Scott Atlas (L), senior fellow at the Hoover Institution, and White House press secretary Kayleigh McEnany arrive ahead of President Donald Trump for a news conference at the White House in Washington, on Aug. 12, 2020. (Andrew Harnik/AP Photo, File)
The Epoch Times
Denying natural immunity in the Centers for Medicare & Medicaid Service (CMS) vaccine mandates is “unprecedented in modern history,” a prominent public health expert said.
Dr. Scott Atlas, a former White House COVID-19 Task Force adviser during the Trump administration, made the remarks after the U.S. Supreme Court (SCOTUS) decide to uphold the CMS vaccine mandates in a Thursday ruling.
He told The Epoch Times that the ruling is “another serious denial of scientific fact” specifically mentioning the denial of natural immunity in CMS vaccine mandates.
“Our continued denial of superior protection in recovered individuals, with or without vaccination, compared to vaccinated individuals who’ve never had the infection,” he said. “The denial of that is simply unprecedented in modern history, proven fact and decades of fundamental immunology are somehow denied.”
“If we are a society where the leaders repeatedly deny the fact, I’m very concerned about the future of such a society,” he added.
The Epoch Times reached out to the SCOTUS, CMS, and the White House for comments.

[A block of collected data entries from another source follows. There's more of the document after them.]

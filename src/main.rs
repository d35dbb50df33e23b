use blobmirror_lib::config::{Cli, MirrorConfig};
use blobmirror_lib::core::MirrorEngine;
use blobmirror_lib::logging::init_logging;
use blobmirror_lib::storage::{create_source, create_store};
use clap::Parser;
use std::process::ExitCode;

async fn run(cli: Cli) -> anyhow::Result<()> {
    let config = MirrorConfig::from_cli(cli)?;
    let source = create_source(&config.source).await?;
    let dest = create_store(&config.dest)?;

    let engine = MirrorEngine::new(source, dest, config.router, config.max_files, config.pool);
    let report = engine.run().await?;

    if config.json {
        println!("{}", serde_json::to_string_pretty(&report)?);
    } else {
        println!(
            "uploaded: {}, skipped: {}, failed: {} ({} ms)",
            report.uploaded, report.skipped, report.failed, report.duration_ms
        );
    }
    Ok(())
}

#[tokio::main]
async fn main() -> ExitCode {
    let cli = Cli::parse();

    // guard 需要一直持有，直到日志全部写入
    let _guard = match init_logging(&cli.log_config()) {
        Ok(guard) => guard,
        Err(e) => {
            eprintln!("日志初始化失败: {:#}", e);
            return ExitCode::FAILURE;
        }
    };

    match run(cli).await {
        Ok(()) => ExitCode::SUCCESS,
        Err(e) => {
            tracing::error!("镜像任务失败: {:#}", e);
            ExitCode::FAILURE
        }
    }
}
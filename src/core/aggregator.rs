use crate::core::pool::{TransferHandle, TransferOutcome};
use serde::Serialize;
use std::sync::atomic::{AtomicU64, Ordering};
use std::sync::Arc;
use tracing::{debug, info};

/// 单次运行内共享的计数器
#[derive(Debug, Default)]
pub struct RunCounters {
    pre_skipped: AtomicU64,
    pre_failed: AtomicU64,
}

impl RunCounters {
    pub fn add_pre_skipped(&self) {
        self.pre_skipped.fetch_add(1, Ordering::SeqCst);
    }

    pub fn add_pre_failed(&self) {
        self.pre_failed.fetch_add(1, Ordering::SeqCst);
    }

    pub fn pre_skipped(&self) -> u64 {
        self.pre_skipped.load(Ordering::SeqCst)
    }

    pub fn pre_failed(&self) -> u64 {
        self.pre_failed.load(Ordering::SeqCst)
    }
}

/// 最终计数
#[derive(Debug, Clone, Copy, Default, PartialEq, Eq, Serialize)]
#[serde(rename_all = "camelCase")]
pub struct RunSummary {
    pub uploaded: u64,
    /// 预先跳过 + 传输时跳过
    pub skipped: u64,
    /// 预先放弃 + 传输失败
    pub failed: u64,
    pub pre_skipped: u64,
    pub pre_failed: u64,
    pub tasks_submitted: u64,
}

impl RunSummary {
    /// 参与统计的文件总数
    pub fn total(&self) -> u64 {
        self.uploaded + self.skipped + self.failed
    }
}

/// 汇总所有任务的最终结果
pub struct ResultAggregator {
    counters: Arc<RunCounters>,
}

impl ResultAggregator {
    pub fn new(counters: Arc<RunCounters>) -> Self {
        Self { counters }
    }

    /// 等待全部任务结束后汇总
    pub async fn collect(&self, handles: Vec<TransferHandle>) -> RunSummary {
        let tasks_submitted = handles.len() as u64;
        debug!("等待 {} 个传输任务完成", tasks_submitted);

        let outcomes =
            futures::future::join_all(handles.into_iter().map(TransferHandle::outcome)).await;

        let mut summary = RunSummary {
            pre_skipped: self.counters.pre_skipped(),
            pre_failed: self.counters.pre_failed(),
            tasks_submitted,
            ..Default::default()
        };
        summary.skipped = summary.pre_skipped;
        summary.failed = summary.pre_failed;

        for outcome in outcomes {
            match outcome {
                TransferOutcome::Uploaded => summary.uploaded += 1,
                TransferOutcome::Skipped => summary.skipped += 1,
                TransferOutcome::Failed => summary.failed += 1,
            }
        }

        info!("所有上传任务已完成");
        summary
    }
}
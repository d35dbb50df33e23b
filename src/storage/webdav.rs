use super::{ByteStream, NodeKind, SourceNode, SourceTime, SourceTree, StorageError, IO_TIMEOUT_SECS, OP_TIMEOUT_SECS};
use anyhow::Result;
use async_trait::async_trait;
use futures::TryStreamExt;
use opendal::{layers::TimeoutLayer, Metakey, Operator};
use std::time::Duration;

/// WebDAV 作为源树
pub struct WebDavTree {
    operator: Operator,
    root: String,
    name: String,
}

impl WebDavTree {
    pub fn new(endpoint: &str, username: &str, password: &str, folder_path: &str) -> Result<Self> {
        use opendal::services::Webdav;

        let builder = Webdav::default()
            .endpoint(endpoint)
            .username(username)
            .password(password);

        let operator = Operator::new(builder)?
            .layer(
                TimeoutLayer::default()
                    .with_timeout(Duration::from_secs(OP_TIMEOUT_SECS))
                    .with_io_timeout(Duration::from_secs(IO_TIMEOUT_SECS)),
            )
            .finish();

        let root = Self::dir_path(folder_path);
        let name = format!(
            "webdav://{}/{}",
            endpoint.trim_end_matches('/'),
            root.trim_end_matches('/')
        );

        Ok(Self::with_operator(operator, root, name))
    }

    fn with_operator(operator: Operator, root: String, name: String) -> Self {
        Self {
            operator,
            root,
            name,
        }
    }

    /// 目录路径统一为 "a/b/" 形式，根目录为 "/"
    fn dir_path(path: &str) -> String {
        let trimmed = path.trim_matches('/');
        if trimmed.is_empty() {
            "/".to_string()
        } else {
            format!("{}/", trimmed)
        }
    }

    fn node_name(path: &str) -> String {
        path.trim_end_matches('/')
            .rsplit('/')
            .next()
            .unwrap_or_default()
            .to_string()
    }
}

#[async_trait]
impl SourceTree for WebDavTree {
    async fn root(&self) -> Result<SourceNode, StorageError> {
        let meta = self.operator.stat(&self.root).await?;
        if !meta.is_dir() {
            return Err(StorageError::NotFound(format!("{} 不是文件夹", self.root)));
        }
        Ok(SourceNode {
            id: self.root.clone(),
            name: Self::node_name(&self.root),
            kind: NodeKind::Folder,
            child_count: None,
            last_modified: meta.last_modified().map(SourceTime::from),
        })
    }

    async fn children(&self, node: &SourceNode) -> Result<Vec<SourceNode>, StorageError> {
        let entries = self
            .operator
            .list_with(&node.id)
            .metakey(Metakey::ContentLength | Metakey::LastModified | Metakey::Mode)
            .await?;

        let children = entries
            .into_iter()
            // 部分服务器会把目录本身也列出来
            .filter(|entry| entry.path().trim_matches('/') != node.id.trim_matches('/'))
            .map(|entry| {
                let meta = entry.metadata();
                SourceNode {
                    id: entry.path().to_string(),
                    name: Self::node_name(entry.path()),
                    kind: if meta.is_dir() {
                        NodeKind::Folder
                    } else {
                        NodeKind::File
                    },
                    // WebDAV 的 PROPFIND 不提供子条目数量
                    child_count: None,
                    last_modified: meta.last_modified().map(SourceTime::from),
                }
            })
            .collect();

        Ok(children)
    }

    async fn open_read(&self, node: &SourceNode) -> Result<ByteStream, StorageError> {
        let stream = self
            .operator
            .reader(&node.id)
            .await?
            .into_bytes_stream(..)
            .await?;
        Ok(Box::pin(stream.map_err(StorageError::from)))
    }

    fn name(&self) -> &str {
        &self.name
    }
}

#[cfg(test)]
mod tests {
    use super::*;

    #[test]
    fn test_dir_path() {
        assert_eq!(WebDavTree::dir_path(""), "/");
        assert_eq!(WebDavTree::dir_path("/"), "/");
        assert_eq!(WebDavTree::dir_path("/Shared/Reports"), "Shared/Reports/");
        assert_eq!(WebDavTree::dir_path("Shared/"), "Shared/");
    }

    #[test]
    fn test_node_name() {
        assert_eq!(WebDavTree::node_name("Shared/Reports/"), "Reports");
        assert_eq!(WebDavTree::node_name("Shared/a.pdf"), "a.pdf");
        assert_eq!(WebDavTree::node_name("/"), "");
    }

    #[tokio::test]
    async fn test_lists_and_streams_through_operator() {
        let dir = tempfile::tempdir().unwrap();
        std::fs::create_dir_all(dir.path().join("Shared/Reports")).unwrap();
        let content = vec![7u8; 3 * 1024 * 1024];
        std::fs::write(dir.path().join("Shared/big.pdf"), &content).unwrap();

        let operator = Operator::new(opendal::services::Fs::default().root(dir.path().to_str().unwrap()))
            .unwrap()
            .finish();
        let tree = WebDavTree::with_operator(operator, WebDavTree::dir_path("Shared"), "test".into());

        let root = tree.root().await.unwrap();
        let mut children = tree.children(&root).await.unwrap();
        children.sort_by(|a, b| a.name.cmp(&b.name));
        let names: Vec<_> = children.iter().map(|c| c.name.as_str()).collect();
        assert_eq!(names, vec!["Reports", "big.pdf"]);
        assert!(children[0].is_folder());
        assert_eq!(children[0].child_count, None);

        let chunks: Vec<bytes::Bytes> = tree.open_read(&children[1]).await.unwrap().try_collect().await.unwrap();
        assert_eq!(chunks.concat(), content);
    }
}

The Supreme Court on Thursday blocked the Biden administration’s private business vaccine mandate imposed by the Department of Labor’s Occupational Safety and Health Administration (OSHA). Meanwhile, America’s highest court decided to uphold the CMS vaccine mandate covering 10.4 million health care workers at 76,000 medical facilities.
In the 5–4 ruling in the CMS vaccine mandate, John Roberts and Brett Kavanaugh joined the Democrat-nominated trio of justices, while Clarence Thomas offered a dissent that was joined by Samuel Alito, Neil Gorsuch, and Amy Coney Barrett.
The majority of the court stated that the vaccine mandate “falls within the authorities that Congress has conferred upon” the Health and Human Service Secretary (HHS) Xavier Becerra.
CMS is part of the HHS.
The ruling also disagrees with the dozens of red states who said that CMS failed to consider the benefits of natural immunity.
“Given the rule-making record, it cannot be maintained that the Secretary failed to ‘examine the relevant data and articulate a satisfactory explanation for’ his decisions to require vaccination of employees with ‘natural immunity’ from prior COVID-19 illness,” read the majority opinion (pdf).
CMS applauded the SCOTUS ruling saying it’s “extremely pleased” for the results.
“We look forward to working with health care providers and their workers to protect patients. We will continue our extensive outreach and assistance efforts encouraging individuals working in health care to get vaccinated,” CMS Administrator Chiquita Brooks-LaSure said in a statement.